When Enhanced Container Isolation is turned on, the following features are enabled:

  • All user containers are automatically run in Linux User Namespaces which ensures stronger isolation.
  • The root user in the container maps to an unprivileged user at VM level.
  • Users can continue using containers as usual, including bind mounting host directories, volumes, networking configurations, etc.
  • Privileged containers work, but they are only privileged within the container’s Linux User Namespace, not in the Docker Desktop VM.
  • Containers can no longer share namespaces with the Docker Desktop VM. For example, --network=host, --pid=host.
  • Containers can no longer modify configuration files in the Docker Desktop VM.
  • Console access to the Desktop VM is forbidden for all users.
  • Containers become harder to breach. For example, sensitive system calls are vetted and portions of /proc and /sys are emulated.

For more information on how Enhanced Container Isolation work, see How does it work.


Enhanced Container Isolation is currently incompatible with WSL and does not protect Kubernetes pods. For more information on known limitations and workarounds, see FAQs and known issues.

How do I enable Enhanced Container Isolation?

As a developer

To enable Enhanced Container Isolation as a developer:

  1. Navigate to Settings > General in Docker Desktop.
  2. Next to Use Enhanced Container Isolation, select the checkbox.
  3. Select Apply and restart to save your settings.

As an admin

To enable Enhanced Container Isolation as an admin, you first need to configure a registry.json file to enforce sign-in. This is because the Enhanced Container Isolation feature requires a Docker Business subscription and therefore your Docker Desktop users must authenticate to your organization for this configuration to take effect.

Next, you must create and configure the admin-settings.json file and specify:

 "configurationFileVersion": 2,
 "enhancedContainerIsolation": {
    "value": true,
    "locked": true

For this to take effect:

  • On a new install, developers need to launch Docker Desktop and authenticate to their organization.
  • On an existing install, developers need to quit Docker Desktop through the Docker menu, and then relaunch Docker Desktop.
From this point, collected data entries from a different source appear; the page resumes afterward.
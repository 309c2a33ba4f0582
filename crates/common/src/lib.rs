//! Shared types for the auction saga engine.

mod money;
mod types;

pub use money::Money;
pub use types::CorrelationId;
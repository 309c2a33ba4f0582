//! Inbound and outbound saga messages.

use common::CorrelationId;
use saga_store::TimeoutToken;
use serde::de::DeserializeOwned;
use serde::{Deserialize, Serialize};
use std::fmt::Debug;

/// An event a workflow reacts to.
///
/// Implemented on an enum tagged as `{"type": ..., "data": ...}`
/// (`#[serde(tag = "type", content = "data")]`) so that the variant name is
/// the message type on the wire.
pub trait SagaMessage: Serialize + DeserializeOwned + Clone + Debug + Send + Sync + 'static {
    /// Returns the wire name of this message.
    fn message_type(&self) -> &'static str;

    /// Returns the correlation ID this message is addressed to.
    fn correlation_id(&self) -> CorrelationId;
}

/// A command or notification a workflow publishes.
pub trait OutboundMessage: Serialize + Clone + Debug + Send + Sync + 'static {
    /// Returns the wire name of this message.
    fn message_type(&self) -> &'static str;
}

/// An untyped message as received from a transport or the timeout store.
#[derive(Debug, Clone, PartialEq, Serialize, Deserialize)]
pub struct InboundMessage {
    /// The wire name of the message.
    #[serde(rename = "type")]
    pub message_type: String,

    /// The message body.
    #[serde(default)]
    pub data: serde_json::Value,

    /// Token of the scheduled timeout this message was delivered from.
    #[serde(default, skip_serializing_if = "Option::is_none")]
    pub timeout_token: Option<TimeoutToken>,
}

impl InboundMessage {
    /// Creates an inbound message from a type name and body.
    pub fn new(message_type: impl Into<String>, data: serde_json::Value) -> Self {
        Self {
            message_type: message_type.into(),
            data,
            timeout_token: None,
        }
    }

    /// Encodes a typed message.
    pub fn encode<M: Serialize>(message: &M) -> Result<Self, serde_json::Error> {
        serde_json::from_value(serde_json::to_value(message)?)
    }

    /// Attaches the token of the timeout being delivered.
    pub fn with_timeout_token(mut self, token: TimeoutToken) -> Self {
        self.timeout_token = Some(token);
        self
    }

    /// Reads the correlation ID from the body without decoding the message.
    ///
    /// Returns None when the field is missing, unparsable or the nil UUID.
    pub fn correlation_hint(&self) -> Option<CorrelationId> {
        let raw = self.data.get("correlation_id")?.as_str()?;
        CorrelationId::parse(raw)
            .ok()
            .filter(|id| !id.as_uuid().is_nil())
    }

    /// Decodes the message into a workflow's event type.
    pub fn decode<M: SagaMessage>(&self) -> Result<M, serde_json::Error> {
        serde_json::from_value(serde_json::json!({
            "type": self.message_type,
            "data": self.data,
        }))
    }

    /// Returns the message as `{"type": ..., "data": ...}` JSON.
    pub fn to_payload(&self) -> serde_json::Value {
        serde_json::json!({
            "type": self.message_type,
            "data": self.data,
        })
    }
}
//! Workflow state machines.

use std::fmt::Debug;
use std::hash::Hash;

/// A state in a workflow's lifecycle.
///
/// Workflows implement this on a fieldless enum. Every workflow has exactly
/// one initial pseudostate that an instance occupies only until its start
/// event is applied, and one or more terminal states after which the
/// instance ignores all further messages.
pub trait SagaState: Copy + Eq + Hash + Debug + Send + Sync + 'static {
    /// Every state, in declaration order.
    fn all() -> &'static [Self];

    /// The pseudostate a new instance starts in.
    fn initial() -> Self;

    /// Returns true if no further transitions are allowed.
    fn is_terminal(&self) -> bool;

    /// Returns the state name as stored and logged.
    fn as_str(&self) -> &'static str;

    /// Parses a stored state name.
    fn parse(name: &str) -> Option<Self> {
        Self::all().iter().copied().find(|s| s.as_str() == name)
    }

    /// Non-terminal states other than the initial pseudostate.
    fn active() -> Vec<Self> {
        Self::all()
            .iter()
            .copied()
            .filter(|s| !s.is_terminal() && *s != Self::initial())
            .collect()
    }
}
If they are already signed in, they don’t need to sign in again for the changes to take effect.


Selecting Restart from the Docker menu isn’t enough as it only restarts some components of Docker Desktop.

What do users see when this setting is enforced by an admin?

When Enhanced Container Isolation is enabled, users see:

  • Use Enhanced Container Isolation toggled on in Settings > General.
  • Containers run within a Linux user namespace.

To check, run:

$ docker run --rm alpine cat /proc/self/uid_map 

The following output displays:

         0     100000      65536

This indicates that the container’s root user (0) maps to unprivileged user (100000) in the Docker Desktop VM, and that the mapping extends for a range of 64K user-IDs.

In contrast, without Enhanced Container Isolation the Linux user namespace is not used, the following displays:

         0          0 4294967295

This means that the root user in the container (0) is in fact the root user in the Docker Desktop VM (0) which reduces container isolation. The user-ID mapping varies with each new container, as each container gets an exclusive range of host User-IDs for isolation. User-ID mapping is automatically managed by Docker Desktop.

With Enhanced Container Isolation, if a process were to escape the container, it would find itself without privileges at the VM level. For further details, see How Enhanced Container Isolation works.

Since Enhanced Container Isolation uses the Sysbox container runtime embedded in the Docker Desktop Linux VM, another way to determine if a container is running with Enhanced Container Isolation is by using docker inspect:

docker inspect --format='{{.HostConfig.Runtime}}' my_container

It outputs:


Without Enhanced Container Isolation, docker inspect outputs runc, which is the standard OCI runtime.